## WHAT YOU NEED TO DO
Every record must be reproduced exactly. Leave none out.

Collected data:
================

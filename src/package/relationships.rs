//! Relationship parts (`_rels/*.rels`) and part-name resolution.

use crate::error::Result;
use crate::xml::names::PACKAGE_RELATIONSHIPS;
use crate::xml::{Attribute, QName, XName, XmlTree};

const TRANSITIONAL_TYPES: &str = "http://schemas.openxmlformats.org/officeDocument/2006/relationships/";
const STRICT_TYPES: &str = "http://purl.oclc.org/ooxml/officeDocument/relationships/";

/// Relationship type of the package's main part.
pub const OFFICE_DOCUMENT: &str =
    "http://schemas.openxmlformats.org/officeDocument/2006/relationships/officeDocument";
/// Relationship type of an alternative format import part.
pub const AF_CHUNK: &str = "http://schemas.openxmlformats.org/officeDocument/2006/relationships/aFChunk";
pub const HEADER: &str = "http://schemas.openxmlformats.org/officeDocument/2006/relationships/header";
pub const FOOTER: &str = "http://schemas.openxmlformats.org/officeDocument/2006/relationships/footer";
pub const FOOTNOTES: &str =
    "http://schemas.openxmlformats.org/officeDocument/2006/relationships/footnotes";
pub const ENDNOTES: &str =
    "http://schemas.openxmlformats.org/officeDocument/2006/relationships/endnotes";

const RELATIONSHIP: XName = XName::new(PACKAGE_RELATIONSHIPS, "", "Relationship");

/// One `<Relationship>` entry.
#[derive(Debug, Clone, PartialEq, Eq)]
pub struct Relationship {
    pub id: String,
    pub rel_type: String,
    pub target: String,
    pub external: bool,
}

impl Relationship {
    /// Whether this relationship has the given type URI. Strict
    /// conformance documents spell the same types under another base.
    pub fn is(&self, rel_type: &str) -> bool {
        self.rel_type == rel_type
            || self
                .rel_type
                .strip_prefix(STRICT_TYPES)
                .zip(rel_type.strip_prefix(TRANSITIONAL_TYPES))
                .is_some_and(|(a, b)| a == b)
    }

    /// Part name of the target, resolved against the source part.
    pub fn target_part(&self, source: &str) -> Option<String> {
        (!self.external).then(|| resolve_target(source, &self.target))
    }
}

/// Name of the relationship part for `source`; `""` is the package itself.
pub fn rels_part_name(source: &str) -> String {
    match source.rsplit_once('/') {
        Some((dir, file)) => format!("{dir}/_rels/{file}.rels"),
        None if source.is_empty() => "_rels/.rels".to_string(),
        None => format!("_rels/{source}.rels"),
    }
}

/// Resolve a relationship target to a part name without a leading slash.
pub fn resolve_target(source: &str, target: &str) -> String {
    let mut segments: Vec<&str> = Vec::new();
    let relative = match target.strip_prefix('/') {
        Some(absolute) => absolute,
        None => {
            if let Some((dir, _)) = source.rsplit_once('/') {
                segments.extend(dir.split('/').filter(|s| !s.is_empty()));
            }
            target
        }
    };
    for segment in relative.split('/') {
        match segment {
            "" | "." => {}
            ".." => {
                segments.pop();
            }
            s => segments.push(s),
        }
    }
    segments.join("/")
}

/// Target of `part` as seen from `source`, for writing into a rels part.
pub fn relative_target(source: &str, part: &str) -> String {
    match source.rsplit_once('/') {
        Some((dir, _)) => part
            .strip_prefix(dir)
            .and_then(|rest| rest.strip_prefix('/'))
            .map_or_else(|| format!("/{part}"), str::to_string),
        None => part.to_string(),
    }
}

/// Read every relationship in a rels part.
pub fn parse(tree: &XmlTree) -> Vec<Relationship> {
    let root = tree.root();
    tree.children(root)
        .iter()
        .filter(|&&id| tree.name(id).is_some_and(|n| n.is(RELATIONSHIP)))
        .filter_map(|&id| {
            Some(Relationship {
                id: tree.plain_attr(id, "Id")?.to_string(),
                rel_type: tree.plain_attr(id, "Type")?.to_string(),
                target: tree.plain_attr(id, "Target")?.to_string(),
                external: tree.plain_attr(id, "TargetMode") == Some("External"),
            })
        })
        .collect()
}

/// An empty rels part.
pub fn empty() -> Result<XmlTree> {
    XmlTree::parse_str(&format!(r#"<Relationships xmlns="{PACKAGE_RELATIONSHIPS}"/>"#))
}

/// Append a `<Relationship>` element.
pub fn append(tree: &mut XmlTree, rel: &Relationship) {
    let mut attrs = vec![
        Attribute::new(QName::local("Id"), rel.id.as_str()),
        Attribute::new(QName::local("Type"), rel.rel_type.as_str()),
        Attribute::new(QName::local("Target"), rel.target.as_str()),
    ];
    if rel.external {
        attrs.push(Attribute::new(QName::local("TargetMode"), "External"));
    }
    let element = tree.alloc_element(tree.qname(RELATIONSHIP), attrs);
    let root = tree.root();
    tree.append_child(root, element);
}
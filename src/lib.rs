//! # docx-bookmarks
//!
//! Fill bookmark placeholders in WordprocessingML (`.docx`) templates.
//!
//! ## Features
//!
//! - Replace the content of a named bookmark with text, keeping the
//!   formatting of the first replaced run
//! - Bookmarks may span several paragraphs; the document stays valid
//! - Values that start with `<html>` are embedded as XHTML chunks
//! - Unsafe targets (tracked changes, content controls, fields, hyperlinks,
//!   math) are rejected instead of producing a broken document
//!
//! ## Quick Start
//!
//! ```no_run
//! use docx_bookmarks::generate_document;
//!
//! let data = r#"<data>
//!     <bookmark name="Customer">ACME Corp.</bookmark>
//!     <bookmark name="Notes"><![CDATA[<html><p><b>Urgent</b></p></html>]]></bookmark>
//! </data>"#;
//! let bytes = generate_document("template.docx", data, "/tmp/work.docx")?;
//! std::fs::write("letter.docx", bytes)?;
//! # Ok::<(), docx_bookmarks::Error>(())
//! ```
//!
//! ## Working with Trees
//!
//! The substitution itself is a pure function over an [`XmlTree`]:
//!
//! ```
//! use docx_bookmarks::{DocumentChecks, Names, XmlTree, replace_bookmark_text};
//!
//! let xml = r#"<w:document xmlns:w="http://schemas.openxmlformats.org/wordprocessingml/2006/main"><w:body><w:p><w:bookmarkStart w:id="0" w:name="Title"/><w:r><w:t>Title</w:t></w:r><w:bookmarkEnd w:id="0"/></w:p></w:body></w:document>"#;
//! let tree = XmlTree::parse_str(xml)?;
//! let names = Names::new();
//! let filled = replace_bookmark_text(&tree, &names, &DocumentChecks::default(), "Title", "Hello")?;
//! assert_eq!(filled.text_content(filled.root()), "Hello");
//! # Ok::<(), docx_bookmarks::Error>(())
//! ```

pub mod alt_chunk;
pub mod bookmark;
pub mod error;
pub mod generate;
pub mod package;
pub mod revisions;
pub mod substitution;
pub mod xml;

#[cfg(test)]
pub(crate) mod test_helpers;

pub use alt_chunk::{HtmlQueue, embed_html_chunks};
pub use bookmark::{DocumentChecks, bookmark_names, bookmark_text, replace_bookmark_text};
pub use error::{Container, Error, Result};
pub use generate::{FillOptions, FillOutcome, Generator, generate_document};
pub use package::Package;
pub use revisions::{MarkupRevisionDetector, RevisionDetector};
pub use substitution::{SubstitutionMap, parse_bookmark_data};
pub use xml::{Names, XmlTree};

================

## RESPONSE
filename src/package/relationships.rs
//! Relationship parts (`_rels/*.rels`) and part-name resolution.

use crate::error::Result;
use crate::xml::names::PACKAGE_RELATIONSHIPS;
use crate::xml::{Attribute, QName, XName, XmlTree};

const TRANSITIONAL_TYPES: &str = "http://schemas.openxmlformats.org/officeDocument/2006/relationships/";
const STRICT_TYPES: &str = "http://purl.oclc.org/ooxml/officeDocument/relationships/";

/// Relationship type of the package's main part.
pub const OFFICE_DOCUMENT: &str =
    "http://schemas.openxmlformats.org/officeDocument/2006/relationships/officeDocument";
/// Relationship type of an alternative format import part.
pub const AF_CHUNK: &str = "http://schemas.openxmlformats.org/officeDocument/2006/relationships/aFChunk";
pub const HEADER: &str = "http://schemas.openxmlformats.org/officeDocument/2006/relationships/header";
pub const FOOTER: &str = "http://schemas.openxmlformats.org/officeDocument/2006/relationships/footer";
pub const FOOTNOTES: &str =
    "http://schemas.openxmlformats.org/officeDocument/2006/relationships/footnotes";
pub const ENDNOTES: &str =
    "http://schemas.openxmlformats.org/officeDocument/2006/relationships/endnotes";

const RELATIONSHIP: XName = XName::new(PACKAGE_RELATIONSHIPS, "", "Relationship");

/// One `<Relationship>` entry.
#[derive(Debug, Clone, PartialEq, Eq)]
pub struct Relationship {
    pub id: String,
    pub rel_type: String,
    pub target: String,
    pub external: bool,
}

impl Relationship {
    /// Whether this relationship has the given type URI. Strict
    /// conformance documents spell the same types under another base.
    pub fn is(&self, rel_type: &str) -> bool {
        self.rel_type == rel_type
            || self
                .rel_type
                .strip_prefix(STRICT_TYPES)
                .zip(rel_type.strip_prefix(TRANSITIONAL_TYPES))
                .is_some_and(|(a, b)| a == b)
    }

    /// Part name of the target, resolved against the source part.
    pub fn target_part(&self, source: &str) -> Option<String> {
        (!self.external).then(|| resolve_target(source, &self.target))
    }
}

/// Name of the relationship part for `source`; `""` is the package itself.
pub fn rels_part_name(source: &str) -> String {
    match source.rsplit_once('/') {
        Some((dir, file)) => format!("{dir}/_rels/{file}.rels"),
        None if source.is_empty() => "_rels/.rels".to_string(),
        None => format!("_rels/{source}.rels"),
    }
}

/// Resolve a relationship target to a part name without a leading slash.
pub fn resolve_target(source: &str, target: &str) -> String {
    let mut segments: Vec<&str> = Vec::new();
    let relative = match target.strip_prefix('/') {
        Some(absolute) => absolute,
        None => {
            if let Some((dir, _)) = source.rsplit_once('/') {
                segments.extend(dir.split('/').filter(|s| !s.is_empty()));
            }
            target
        }
    };
    for segment in relative.split('/') {
        match segment {
            "" | "." => {}
            ".." => {
                segments.pop();
            }
            s => segments.push(s),
        }
    }
    segments.join("/")
}

/// Target of `part` as seen from `source`, for writing into a rels part.
pub fn relative_target(source: &str, part: &str) -> String {
    match source.rsplit_once('/') {
        Some((dir, _)) => part
            .strip_prefix(dir)
            .and_then(|rest| rest.strip_prefix('/'))
            .map_or_else(|| format!("/{part}"), str::to_string),
        None => part.to_string(),
    }
}

/// Read every relationship in a rels part.
pub fn parse(tree: &XmlTree) -> Vec<Relationship> {
    let root = tree.root();
    tree.children(root)
        .iter()
        .filter(|&&id| tree.name(id).is_some_and(|n| n.is(RELATIONSHIP)))
        .filter_map(|&id| {
            Some(Relationship {
                id: tree.plain_attr(id, "Id")?.to_string(),
                rel_type: tree.plain_attr(id, "Type")?.to_string(),
                target: tree.plain_attr(id, "Target")?.to_string(),
                external: tree.plain_attr(id, "TargetMode") == Some("External"),
            })
        })
        .collect()
}

/// An empty rels part.
pub fn empty() -> Result<XmlTree> {
    XmlTree::parse_str(&format!(r#"<Relationships xmlns="{PACKAGE_RELATIONSHIPS}"/>"#))
}

/// Append a `<Relationship>` element.
pub fn append(tree: &mut XmlTree, rel: &Relationship) {
    let mut attrs = vec![
        Attribute::new(QName::local("Id"), rel.id.as_str()),
        Attribute::new(QName::local("Type"), rel.rel_type.as_str()),
        Attribute::new(QName::local("Target"), rel.target.as_str()),
    ];
    if rel.external {
        attrs.push(Attribute::new(QName::local("TargetMode"), "External"));
    }
    let element = tree.alloc_element(tree.qname(RELATIONSHIP), attrs);
    let root = tree.root();
    tree.append_child(root, element);
}
filename src/lib.rs
//! # docx-bookmarks
//!
//! Fill bookmark placeholders in WordprocessingML (`.docx`) templates.
//!
//! ## Features
//!
//! - Replace the content of a named bookmark with text, keeping the
//!   formatting of the first replaced run
//! - Bookmarks may span several paragraphs; the document stays valid
//! - Values that start with `<html>` are embedded as XHTML chunks
//! - Unsafe targets (tracked changes, content controls, fields, hyperlinks,
//!   math) are rejected instead of producing a broken document
//!
//! ## Quick Start
//!
//! ```no_run
//! use docx_bookmarks::generate_document;
//!
//! let data = r#"<data>
//!     <bookmark name="Customer">ACME Corp.</bookmark>
//!     <bookmark name="Notes"><![CDATA[<html><p><b>Urgent</b></p></html>]]></bookmark>
//! </data>"#;
//! let bytes = generate_document("template.docx", data, "/tmp/work.docx")?;
//! std::fs::write("letter.docx", bytes)?;
//! # Ok::<(), docx_bookmarks::Error>(())
//! ```
//!
//! ## Working with Trees
//!
//! The substitution itself is a pure function over an [`XmlTree`]:
//!
//! ```
//! use docx_bookmarks::{DocumentChecks, Names, XmlTree, replace_bookmark_text};
//!
//! let xml = r#"<w:document xmlns:w="http://schemas.openxmlformats.org/wordprocessingml/2006/main"><w:body><w:p><w:bookmarkStart w:id="0" w:name="Title"/><w:r><w:t>Title</w:t></w:r><w:bookmarkEnd w:id="0"/></w:p></w:body></w:document>"#;
//! let tree = XmlTree::parse_str(xml)?;
//! let names = Names::new();
//! let filled = replace_bookmark_text(&tree, &names, &DocumentChecks::default(), "Title", "Hello")?;
//! assert_eq!(filled.text_content(filled.root()), "Hello");
//! # Ok::<(), docx_bookmarks::Error>(())
//! ```

pub mod alt_chunk;
pub mod bookmark;
pub mod error;
pub mod generate;
pub mod package;
pub mod revisions;
pub mod substitution;
pub mod xml;

#[cfg(test)]
pub(crate) mod test_helpers;

pub use alt_chunk::{HtmlQueue, embed_html_chunks};
pub use bookmark::{DocumentChecks, bookmark_names, bookmark_text, replace_bookmark_text};
pub use error::{Container, Error, Result};
pub use generate::{FillOptions, FillOutcome, Generator, generate_document};
pub use package::Package;
pub use revisions::{MarkupRevisionDetector, RevisionDetector};
pub use substitution::{SubstitutionMap, parse_bookmark_data};
pub use xml::{Names, XmlTree};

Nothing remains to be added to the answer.